What the task asks — The records should be restated exactly from their first line through the line with "pub fn from_json_object<T: DeserializeOwned>(value: Value)" in it.

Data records
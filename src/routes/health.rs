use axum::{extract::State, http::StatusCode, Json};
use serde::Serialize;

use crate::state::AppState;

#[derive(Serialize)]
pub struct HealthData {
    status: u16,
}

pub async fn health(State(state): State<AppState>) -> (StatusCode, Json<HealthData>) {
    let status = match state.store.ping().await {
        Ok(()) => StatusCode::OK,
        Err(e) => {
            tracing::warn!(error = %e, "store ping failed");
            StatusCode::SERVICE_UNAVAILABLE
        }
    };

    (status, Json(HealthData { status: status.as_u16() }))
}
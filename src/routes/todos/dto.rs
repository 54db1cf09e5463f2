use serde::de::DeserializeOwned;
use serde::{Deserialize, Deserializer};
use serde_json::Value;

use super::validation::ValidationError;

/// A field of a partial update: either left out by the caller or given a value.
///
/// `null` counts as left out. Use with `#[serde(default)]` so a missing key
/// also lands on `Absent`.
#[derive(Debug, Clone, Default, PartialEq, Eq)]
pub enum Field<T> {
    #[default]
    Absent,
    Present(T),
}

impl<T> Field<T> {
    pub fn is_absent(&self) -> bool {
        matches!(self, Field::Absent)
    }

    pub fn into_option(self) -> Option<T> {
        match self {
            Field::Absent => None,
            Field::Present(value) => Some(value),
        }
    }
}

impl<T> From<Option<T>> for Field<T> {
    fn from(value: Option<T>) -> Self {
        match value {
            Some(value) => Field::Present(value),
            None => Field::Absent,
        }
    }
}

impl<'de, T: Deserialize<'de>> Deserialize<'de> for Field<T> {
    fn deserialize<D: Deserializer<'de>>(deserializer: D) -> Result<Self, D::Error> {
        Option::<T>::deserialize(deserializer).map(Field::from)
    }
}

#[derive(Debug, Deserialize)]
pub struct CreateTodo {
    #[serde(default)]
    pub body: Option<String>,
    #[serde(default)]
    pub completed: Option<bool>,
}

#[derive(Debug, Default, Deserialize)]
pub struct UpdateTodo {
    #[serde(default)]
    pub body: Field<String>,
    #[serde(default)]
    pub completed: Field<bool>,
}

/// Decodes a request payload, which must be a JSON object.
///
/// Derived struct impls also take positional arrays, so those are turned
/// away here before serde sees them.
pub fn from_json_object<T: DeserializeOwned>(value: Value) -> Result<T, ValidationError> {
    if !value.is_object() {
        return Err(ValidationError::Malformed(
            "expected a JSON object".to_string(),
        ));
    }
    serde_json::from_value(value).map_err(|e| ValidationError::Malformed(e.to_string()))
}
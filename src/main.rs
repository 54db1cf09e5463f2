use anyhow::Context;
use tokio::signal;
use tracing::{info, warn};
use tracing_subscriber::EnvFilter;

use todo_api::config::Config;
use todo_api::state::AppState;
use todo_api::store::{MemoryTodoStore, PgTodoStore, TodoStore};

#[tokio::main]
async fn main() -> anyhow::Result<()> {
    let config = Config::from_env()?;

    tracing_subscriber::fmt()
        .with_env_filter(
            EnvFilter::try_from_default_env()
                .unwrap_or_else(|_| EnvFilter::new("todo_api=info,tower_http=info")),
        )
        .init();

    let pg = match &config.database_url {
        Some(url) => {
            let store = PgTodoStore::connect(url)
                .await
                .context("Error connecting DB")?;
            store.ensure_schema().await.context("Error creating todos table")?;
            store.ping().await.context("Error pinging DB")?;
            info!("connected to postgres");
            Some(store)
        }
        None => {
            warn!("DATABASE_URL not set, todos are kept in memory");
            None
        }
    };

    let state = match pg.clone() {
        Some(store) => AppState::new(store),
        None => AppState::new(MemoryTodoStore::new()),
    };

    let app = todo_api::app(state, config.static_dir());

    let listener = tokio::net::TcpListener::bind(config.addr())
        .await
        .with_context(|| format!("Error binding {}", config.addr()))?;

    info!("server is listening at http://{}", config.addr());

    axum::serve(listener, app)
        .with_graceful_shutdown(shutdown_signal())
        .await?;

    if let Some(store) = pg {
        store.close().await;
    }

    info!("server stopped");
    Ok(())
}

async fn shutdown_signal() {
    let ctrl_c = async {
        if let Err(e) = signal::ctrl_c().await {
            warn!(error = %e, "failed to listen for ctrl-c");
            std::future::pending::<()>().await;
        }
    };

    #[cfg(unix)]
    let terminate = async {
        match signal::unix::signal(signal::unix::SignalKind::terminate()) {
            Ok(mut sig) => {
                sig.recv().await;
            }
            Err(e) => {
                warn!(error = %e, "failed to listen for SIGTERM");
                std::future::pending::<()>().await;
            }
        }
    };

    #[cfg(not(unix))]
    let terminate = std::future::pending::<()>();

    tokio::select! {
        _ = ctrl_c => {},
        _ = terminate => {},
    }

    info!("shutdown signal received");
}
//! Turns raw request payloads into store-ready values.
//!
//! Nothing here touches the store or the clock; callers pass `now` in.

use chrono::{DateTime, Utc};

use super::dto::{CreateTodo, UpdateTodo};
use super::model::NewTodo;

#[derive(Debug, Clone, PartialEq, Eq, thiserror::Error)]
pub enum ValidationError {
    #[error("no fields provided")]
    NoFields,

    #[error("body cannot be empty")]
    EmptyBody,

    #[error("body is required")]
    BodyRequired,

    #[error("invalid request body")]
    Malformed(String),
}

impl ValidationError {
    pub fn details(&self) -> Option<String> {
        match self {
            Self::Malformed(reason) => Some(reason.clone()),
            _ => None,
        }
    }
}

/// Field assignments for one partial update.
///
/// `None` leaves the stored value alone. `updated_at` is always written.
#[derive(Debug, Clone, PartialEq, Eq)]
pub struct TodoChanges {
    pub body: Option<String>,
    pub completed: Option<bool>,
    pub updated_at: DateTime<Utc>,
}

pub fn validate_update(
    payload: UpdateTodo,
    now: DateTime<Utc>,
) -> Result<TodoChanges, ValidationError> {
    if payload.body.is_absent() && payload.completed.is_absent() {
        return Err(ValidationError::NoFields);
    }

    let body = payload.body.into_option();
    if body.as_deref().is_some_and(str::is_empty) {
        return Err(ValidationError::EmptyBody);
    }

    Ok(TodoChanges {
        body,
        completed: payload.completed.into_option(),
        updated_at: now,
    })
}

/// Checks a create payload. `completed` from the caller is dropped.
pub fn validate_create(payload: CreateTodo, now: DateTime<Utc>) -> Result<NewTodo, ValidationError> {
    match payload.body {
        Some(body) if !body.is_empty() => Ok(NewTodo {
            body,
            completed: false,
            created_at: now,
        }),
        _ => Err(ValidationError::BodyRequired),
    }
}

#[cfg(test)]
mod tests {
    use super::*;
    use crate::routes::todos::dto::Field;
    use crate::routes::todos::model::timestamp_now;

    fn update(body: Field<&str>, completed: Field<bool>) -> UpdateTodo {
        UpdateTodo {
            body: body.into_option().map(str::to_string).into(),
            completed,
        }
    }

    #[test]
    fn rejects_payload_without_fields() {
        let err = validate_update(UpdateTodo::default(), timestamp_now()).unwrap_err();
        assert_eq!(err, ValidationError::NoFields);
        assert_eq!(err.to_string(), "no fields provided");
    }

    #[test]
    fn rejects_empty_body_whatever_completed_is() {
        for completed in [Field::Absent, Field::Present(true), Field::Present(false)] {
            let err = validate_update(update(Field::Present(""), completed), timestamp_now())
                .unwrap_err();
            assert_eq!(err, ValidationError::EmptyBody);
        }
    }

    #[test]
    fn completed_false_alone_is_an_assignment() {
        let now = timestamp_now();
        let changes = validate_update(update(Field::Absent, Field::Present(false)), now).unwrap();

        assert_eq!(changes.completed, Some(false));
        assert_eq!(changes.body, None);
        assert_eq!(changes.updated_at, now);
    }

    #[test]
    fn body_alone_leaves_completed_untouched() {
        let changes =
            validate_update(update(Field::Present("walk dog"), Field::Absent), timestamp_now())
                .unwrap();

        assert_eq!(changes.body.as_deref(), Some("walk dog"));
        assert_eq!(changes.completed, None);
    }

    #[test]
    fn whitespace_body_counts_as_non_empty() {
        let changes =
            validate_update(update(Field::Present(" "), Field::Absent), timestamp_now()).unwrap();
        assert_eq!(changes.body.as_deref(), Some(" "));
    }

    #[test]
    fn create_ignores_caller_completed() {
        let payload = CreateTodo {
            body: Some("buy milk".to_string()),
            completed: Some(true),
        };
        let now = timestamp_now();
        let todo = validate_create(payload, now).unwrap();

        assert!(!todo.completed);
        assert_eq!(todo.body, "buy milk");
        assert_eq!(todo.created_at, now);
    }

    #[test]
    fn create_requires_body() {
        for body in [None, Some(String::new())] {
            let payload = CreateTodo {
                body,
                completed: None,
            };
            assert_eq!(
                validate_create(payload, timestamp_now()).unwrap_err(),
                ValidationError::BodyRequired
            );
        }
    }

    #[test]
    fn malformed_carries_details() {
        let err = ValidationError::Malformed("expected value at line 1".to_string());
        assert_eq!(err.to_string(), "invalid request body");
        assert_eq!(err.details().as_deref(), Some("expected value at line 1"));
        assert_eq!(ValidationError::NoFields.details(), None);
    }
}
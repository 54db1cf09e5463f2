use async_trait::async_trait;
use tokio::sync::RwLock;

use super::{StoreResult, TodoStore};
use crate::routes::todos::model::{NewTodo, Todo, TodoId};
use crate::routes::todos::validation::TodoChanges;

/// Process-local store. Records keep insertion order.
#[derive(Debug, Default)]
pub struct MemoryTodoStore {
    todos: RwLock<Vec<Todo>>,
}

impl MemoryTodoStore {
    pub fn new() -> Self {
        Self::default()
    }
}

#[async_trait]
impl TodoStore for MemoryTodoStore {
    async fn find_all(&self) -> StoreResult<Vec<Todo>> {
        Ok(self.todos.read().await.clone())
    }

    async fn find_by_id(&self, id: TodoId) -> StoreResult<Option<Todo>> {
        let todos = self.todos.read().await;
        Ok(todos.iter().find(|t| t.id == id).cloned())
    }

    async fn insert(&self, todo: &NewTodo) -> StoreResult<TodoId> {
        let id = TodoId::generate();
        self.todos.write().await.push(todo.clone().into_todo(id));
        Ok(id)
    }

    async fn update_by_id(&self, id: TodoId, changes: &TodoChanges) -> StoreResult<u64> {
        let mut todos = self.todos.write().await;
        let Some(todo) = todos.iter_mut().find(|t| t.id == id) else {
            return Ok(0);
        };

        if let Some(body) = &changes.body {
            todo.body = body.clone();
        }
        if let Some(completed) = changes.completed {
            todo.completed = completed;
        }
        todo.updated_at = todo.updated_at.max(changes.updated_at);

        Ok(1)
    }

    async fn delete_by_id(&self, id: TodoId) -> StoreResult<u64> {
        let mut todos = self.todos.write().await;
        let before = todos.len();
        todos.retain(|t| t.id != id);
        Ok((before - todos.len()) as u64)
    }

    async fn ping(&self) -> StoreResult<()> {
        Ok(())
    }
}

Output of the exercise —
filename src/routes/health.rs
use axum::{extract::State, http::StatusCode, Json};
use serde::Serialize;

use crate::state::AppState;

#[derive(Serialize)]
pub struct HealthData {
    status: u16,
}

pub async fn health(State(state): State<AppState>) -> (StatusCode, Json<HealthData>) {
    let status = match state.store.ping().await {
        Ok(()) => StatusCode::OK,
        Err(e) => {
            tracing::warn!(error = %e, "store ping failed");
            StatusCode::SERVICE_UNAVAILABLE
        }
    };

    (status, Json(HealthData { status: status.as_u16() }))
}
filename src/routes/todos/dto.rs
repository 54db1cf09e5463f2
use serde::de::DeserializeOwned;
use serde::{Deserialize, Deserializer};
use serde_json::Value;

use super::validation::ValidationError;

/// A field of a partial update: either left out by the caller or given a value.
///
/// `null` counts as left out. Use with `#[serde(default)]` so a missing key
/// also lands on `Absent`.
#[derive(Debug, Clone, Default, PartialEq, Eq)]
pub enum Field<T> {
    #[default]
    Absent,
    Present(T),
}

impl<T> Field<T> {
    pub fn is_absent(&self) -> bool {
        matches!(self, Field::Absent)
    }

    pub fn into_option(self) -> Option<T> {
        match self {
            Field::Absent => None,
            Field::Present(value) => Some(value),
        }
    }
}

impl<T> From<Option<T>> for Field<T> {
    fn from(value: Option<T>) -> Self {
        match value {
            Some(value) => Field::Present(value),
            None => Field::Absent,
        }
    }
}

impl<'de, T: Deserialize<'de>> Deserialize<'de> for Field<T> {
    fn deserialize<D: Deserializer<'de>>(deserializer: D) -> Result<Self, D::Error> {
        Option::<T>::deserialize(deserializer).map(Field::from)
    }
}

#[derive(Debug, Deserialize)]
pub struct CreateTodo {
    #[serde(default)]
    pub body: Option<String>,
    #[serde(default)]
    pub completed: Option<bool>,
}

#[derive(Debug, Default, Deserialize)]
pub struct UpdateTodo {
    #[serde(default)]
    pub body: Field<String>,
    #[serde(default)]
    pub completed: Field<bool>,
}

/// Decodes a request payload, which must be a JSON object.
///
/// Derived struct impls also take positional arrays, so those are turned
/// away here before serde sees them.
pub fn from_json_object<T: DeserializeOwned>(value: Value) -> Result<T, ValidationError> {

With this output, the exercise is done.